Steinman was in daily contact with Meat Loaf and producer/guitarist Paul Crook, acting as creative consultant, reworking the songs and remotely assisting in all aspects of the project. The end result is as suitably epic and as over-the-top as all of Meat & Steinman’s best work together: an album which the singer declares, “is a tribute to both of us and our work together.”

Meat, in fact, says he agrees with Steinman in considering it, “one of the best things that he has ever worked on in his entire life.

“I’ve never seen Jim so much in love with a record since we’ve been working together,” Meat declares passionately, “and I have listened to this record more than all of the other records I’ve ever made combined. This record, if you really sit to listen to it, it will take you on a journey. It will hypnotise you. It honestly does. It’s hypnotic, and I’ve never done a record like that!”

Friends and occasional collaborators since “somewhere early in ’72,” Meat insists that business disputes between the two have never affected their friendship.

“That’s an assumption of the press – the media actually. Because what happens is lawsuits happen. But I don’t file a lawsuit against Jim, and he doesn’t file against me. Some manager will file a lawsuit against that other manager, or the record company will file against something, and then they turn to me and Jim and go, ‘okay, you two can’t talk to each other.’ [But] Jim and I have always talked to each other!”

Despite the insane success of their past work together – Bat Out Of Hell alone is estimated to have sold in excess of 43 million copies – Meat is adamant they don’t work to expectations.

“I’ve never lived my life like that,” he declares. “What happened yesterday, happened yesterday. Not all of it good, [but] some of it good, some of it bad, some of it incredibly great – and so you learn from your mistakes. You learn from your failures, and you learn from your successes, but you can never live off of either one. You have to move forward, and the one thing that I have never done is, I’ve never not given 110%, even if it’s not good. I always give everything I have, so people are going to judge this record against Bat Out Of Hell.”

A lynchpin of the album is ‘Going All The Way’. Edited down for release as a single, at 11 minutes the album version is nothing short of epic.

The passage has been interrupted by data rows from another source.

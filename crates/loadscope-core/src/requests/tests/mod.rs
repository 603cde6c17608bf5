use super::*;
use serde_json::json;

fn will_be_sent(request_id: &str, frame_id: &str, url: &str, timestamp: f64) -> Value {
    json!({
        "requestId": request_id,
        "frameId": frame_id,
        "timestamp": timestamp,
        "request": {"url": url, "method": "GET", "headers": {"Accept": "*/*"}}
    })
}

fn response_received(request_id: &str, status: i64, mime: &str) -> Value {
    json!({
        "requestId": request_id,
        "response": {
            "url": "https://example.com/",
            "status": status,
            "mimeType": mime,
            "headers": {"Content-Type": mime},
            "connectionId": 12
        }
    })
}

#[test]
fn test_clean_load_summary() {
    let mut tracker = RequestTracker::new();
    let main_frame = Some("F");
    tracker.process_event(
        "requestWillBeSent",
        &will_be_sent("R1", "F", "https://example.com/", 100.0),
        main_frame,
    );
    tracker.process_event(
        "responseReceived",
        &response_received("R1", 200, "text/html"),
        main_frame,
    );
    tracker.process_event(
        "dataReceived",
        &json!({"requestId": "R1", "dataLength": 5000, "encodedDataLength": 5000}),
        main_frame,
    );
    tracker.process_event(
        "loadingFinished",
        &json!({"requestId": "R1", "encodedDataLength": 5000}),
        main_frame,
    );

    let summaries = tracker.get_requests(Path::new("/nonexistent"));
    let summary = summaries.get("R1").expect("R1 summary");
    assert_eq!(summary.transfer_size, Some(5000));
    assert_eq!(summary.status, Some(200));
    assert_eq!(summary.url.as_deref(), Some("https://example.com/"));
    assert_eq!(summary.connection, Some(12.0));
    assert_eq!(tracker.main_request(), Some("R1"));
    assert_eq!(tracker.start_timestamp(), Some(100.0));
}

#[test]
fn test_finished_size_overrides_data_sum() {
    let mut tracker = RequestTracker::new();
    tracker.process_event(
        "requestWillBeSent",
        &will_be_sent("R1", "F", "https://example.com/a.js", 1.0),
        None,
    );
    tracker.process_event(
        "dataReceived",
        &json!({"requestId": "R1", "encodedDataLength": 100}),
        None,
    );
    tracker.process_event(
        "dataReceived",
        &json!({"requestId": "R1", "encodedDataLength": 200}),
        None,
    );
    tracker.process_event(
        "loadingFinished",
        &json!({"requestId": "R1", "encodedDataLength": 450}),
        None,
    );
    let summaries = tracker.get_requests(Path::new("/nonexistent"));
    assert_eq!(summaries["R1"].transfer_size, Some(450));
}

#[test]
fn test_data_sum_fallback_prefers_encoded_length() {
    let mut tracker = RequestTracker::new();
    tracker.process_event(
        "requestWillBeSent",
        &will_be_sent("R1", "F", "https://example.com/a.js", 1.0),
        None,
    );
    tracker.process_event(
        "dataReceived",
        &json!({"requestId": "R1", "dataLength": 4096, "encodedDataLength": 1000}),
        None,
    );
    tracker.process_event(
        "dataReceived",
        &json!({"requestId": "R1", "dataLength": 2048}),
        None,
    );
    let summaries = tracker.get_requests(Path::new("/nonexistent"));
    assert_eq!(summaries["R1"].transfer_size, Some(3048));
}

#[test]
fn test_from_net_latches_false() {
    let mut tracker = RequestTracker::new();
    tracker.process_event(
        "requestWillBeSent",
        &will_be_sent("R1", "F", "https://example.com/", 1.0),
        None,
    );
    tracker.process_event("requestServedFromCache", &json!({"requestId": "R1"}), None);
    // A later redirect hop must not resurrect the request.
    tracker.process_event(
        "requestWillBeSent",
        &will_be_sent("R1", "F", "https://example.com/other", 2.0),
        None,
    );
    assert_eq!(tracker.record("R1").unwrap().from_net, Some(false));
    assert!(tracker.get_requests(Path::new("/nonexistent")).is_empty());
}

#[test]
fn test_disk_cache_marks_not_from_net() {
    let mut tracker = RequestTracker::new();
    tracker.process_event(
        "requestWillBeSent",
        &will_be_sent("R1", "F", "https://example.com/", 1.0),
        None,
    );
    tracker.process_event(
        "responseReceived",
        &json!({
            "requestId": "R1",
            "response": {"url": "https://example.com/", "status": 200, "fromDiskCache": true}
        }),
        None,
    );
    assert_eq!(tracker.record("R1").unwrap().from_net, Some(false));
}

#[test]
fn test_response_only_request_is_excluded() {
    // Without a requestWillBeSent the request never counted as from-net.
    let mut tracker = RequestTracker::new();
    tracker.process_event(
        "responseReceived",
        &response_received("R9", 200, "text/html"),
        None,
    );
    assert!(tracker.get_requests(Path::new("/nonexistent")).is_empty());
}

#[test]
fn test_video_detection_by_url_and_mime() {
    let mut tracker = RequestTracker::new();
    tracker.process_event(
        "requestWillBeSent",
        &will_be_sent("R1", "F", "https://cdn.example.com/clip.mp4", 1.0),
        None,
    );
    assert!(tracker.record("R1").unwrap().is_video);

    tracker.process_event(
        "requestWillBeSent",
        &will_be_sent("R2", "F", "https://cdn.example.com/stream", 2.0),
        None,
    );
    tracker.process_event(
        "responseReceived",
        &response_received("R2", 200, "video/webm"),
        None,
    );
    assert!(tracker.record("R2").unwrap().is_video);
}

#[test]
fn test_video_request_stops_counting_as_activity() {
    let mut tracker = RequestTracker::new();
    // The marking event itself still counts as activity.
    let outcome = tracker.process_event(
        "requestWillBeSent",
        &will_be_sent("R1", "F", "https://cdn.example.com/clip.mp4", 1.0),
        None,
    );
    assert!(outcome.reset_activity);
    let outcome = tracker.process_event(
        "dataReceived",
        &json!({"requestId": "R1", "dataLength": 100}),
        None,
    );
    assert!(!outcome.reset_activity);
}

#[test]
fn test_untracked_event_kind_is_not_activity() {
    let mut tracker = RequestTracker::new();
    let outcome = tracker.process_event(
        "webSocketFrameReceived",
        &json!({"requestId": "R1"}),
        None,
    );
    assert!(!outcome.reset_activity);
}

#[test]
fn test_main_request_binding_is_sticky() {
    let mut tracker = RequestTracker::new();
    tracker.process_event(
        "requestWillBeSent",
        &will_be_sent("SUB", "F2", "https://example.com/iframe", 0.5),
        Some("F1"),
    );
    assert_eq!(tracker.main_request(), None);
    tracker.process_event(
        "requestWillBeSent",
        &will_be_sent("R1", "F1", "https://example.com/", 1.0),
        Some("F1"),
    );
    assert_eq!(tracker.main_request(), Some("R1"));
    // A later same-frame request must not steal the binding.
    tracker.process_event(
        "requestWillBeSent",
        &will_be_sent("R2", "F1", "https://example.com/next", 2.0),
        Some("F1"),
    );
    assert_eq!(tracker.main_request(), Some("R1"));
    assert_eq!(tracker.start_timestamp(), Some(1.0));
}

#[test]
fn test_main_request_failure_surfaces_nav_error() {
    let mut tracker = RequestTracker::new();
    tracker.process_event(
        "requestWillBeSent",
        &will_be_sent("R1", "F", "https://bogus.example/", 1.0),
        Some("F"),
    );
    let outcome = tracker.process_event(
        "loadingFailed",
        &json!({
            "requestId": "R1",
            "errorText": "net::ERR_NAME_NOT_RESOLVED",
            "canceled": false
        }),
        Some("F"),
    );
    assert_eq!(
        outcome.nav_error.as_deref(),
        Some("net::ERR_NAME_NOT_RESOLVED")
    );
}

#[test]
fn test_canceled_failure_is_not_nav_error() {
    let mut tracker = RequestTracker::new();
    tracker.process_event(
        "requestWillBeSent",
        &will_be_sent("R1", "F", "https://example.com/", 1.0),
        Some("F"),
    );
    let outcome = tracker.process_event(
        "loadingFailed",
        &json!({"requestId": "R1", "errorText": "net::ERR_ABORTED", "canceled": true}),
        Some("F"),
    );
    assert!(outcome.nav_error.is_none());
}

#[test]
fn test_subresource_failure_is_not_nav_error() {
    let mut tracker = RequestTracker::new();
    tracker.process_event(
        "requestWillBeSent",
        &will_be_sent("R1", "F", "https://example.com/", 1.0),
        Some("F"),
    );
    tracker.process_event(
        "requestWillBeSent",
        &will_be_sent("R2", "F", "https://example.com/a.css", 1.1),
        Some("F"),
    );
    let outcome = tracker.process_event(
        "loadingFailed",
        &json!({"requestId": "R2", "errorText": "net::ERR_FAILED", "canceled": false}),
        Some("F"),
    );
    assert!(outcome.nav_error.is_none());
}

#[test]
fn test_redirect_chain_keeps_all_hops() {
    let mut tracker = RequestTracker::new();
    tracker.process_event(
        "requestWillBeSent",
        &will_be_sent("R1", "F", "http://example.com/", 1.0),
        None,
    );
    tracker.process_event(
        "requestWillBeSent",
        &will_be_sent("R1", "F", "https://example.com/", 1.2),
        None,
    );
    assert_eq!(tracker.record("R1").unwrap().request.len(), 2);
}

#[test]
fn test_summary_falls_back_to_request_fields() {
    let mut tracker = RequestTracker::new();
    tracker.process_event(
        "requestWillBeSent",
        &will_be_sent("R1", "F", "https://example.com/no-response", 1.0),
        None,
    );
    let summaries = tracker.get_requests(Path::new("/nonexistent"));
    let summary = &summaries["R1"];
    assert_eq!(summary.url.as_deref(), Some("https://example.com/no-response"));
    assert!(summary.request_headers.is_some());
    assert!(summary.status.is_none());
}

#[test]
fn test_header_value_lookup() {
    let headers = json!({"Content-Type": "text/html", "content-length": "1234"});
    assert_eq!(
        header_value(&headers, "Content-Type").as_deref(),
        Some("text/html")
    );
    assert_eq!(
        header_value(&headers, "Content-Length").as_deref(),
        Some("1234")
    );
    assert_eq!(header_value(&headers, "ETag"), None);
}

#[test]
fn test_header_value_pseudo_header() {
    let headers = json!({":status": "200"});
    assert_eq!(header_value(&headers, "status").as_deref(), Some("200"));
}

#[test]
fn test_parse_content_length() {
    assert_eq!(parse_content_length("1234"), Some(1234));
    assert_eq!(parse_content_length("bytes 1234"), Some(1234));
    assert_eq!(parse_content_length("none"), None);
}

“I’m going to be honest with you. If people really go and listen to the first verse of ‘Bat Out of Hell’ and the first verse of ‘Going All The Way’, it’s the same voice, just a different timbre,” Meat insists. “I think the first verse of ‘Going All The Way’ is the best thing dramatically that I have ever put on record.”

As if that declaration wasn’t enough, the track also features both Ellen Foley – who sang the studio version of Paradise By The Dashboard Light from 1977’s ‘Bat Out Of Hell’, and Karla DeVito – who appeared in the video clip for the song and sung it live on tour with Meat Loaf.

“Ellen was a little apprehensive at first,” Meat admits, “It hadn’t been the greatest relationship between those two – and completely understandable, because Ellen felt she didn’t get the recognition because Karla did the video with [Ellen’s] voice, so I get that… but the next day we had two different cars booked [for Foley and DeVito], and they said, ‘never mind, we’ll come together,’ and they had dinner that night. They checked in together, and they have remained in contact ever since then. That was one of the greatest things Jimmy and I have ever done.”

Braver Than We Are features a suitably epic cover painting of Meat and Steinman facing down what appears to be the Four Horsemen of the Apocalypse. Possibly serious, possibly tongue in cheek, Meat declares “it’s a defiance against the record industry. They’re the Four Horseman of the Record Industry,” and he remains hopeful he can bring the album on tour to Australia.

“It’s been tossed about, but there is nothing concrete,” he reveals, “I’d love to come back – for more than one reason.”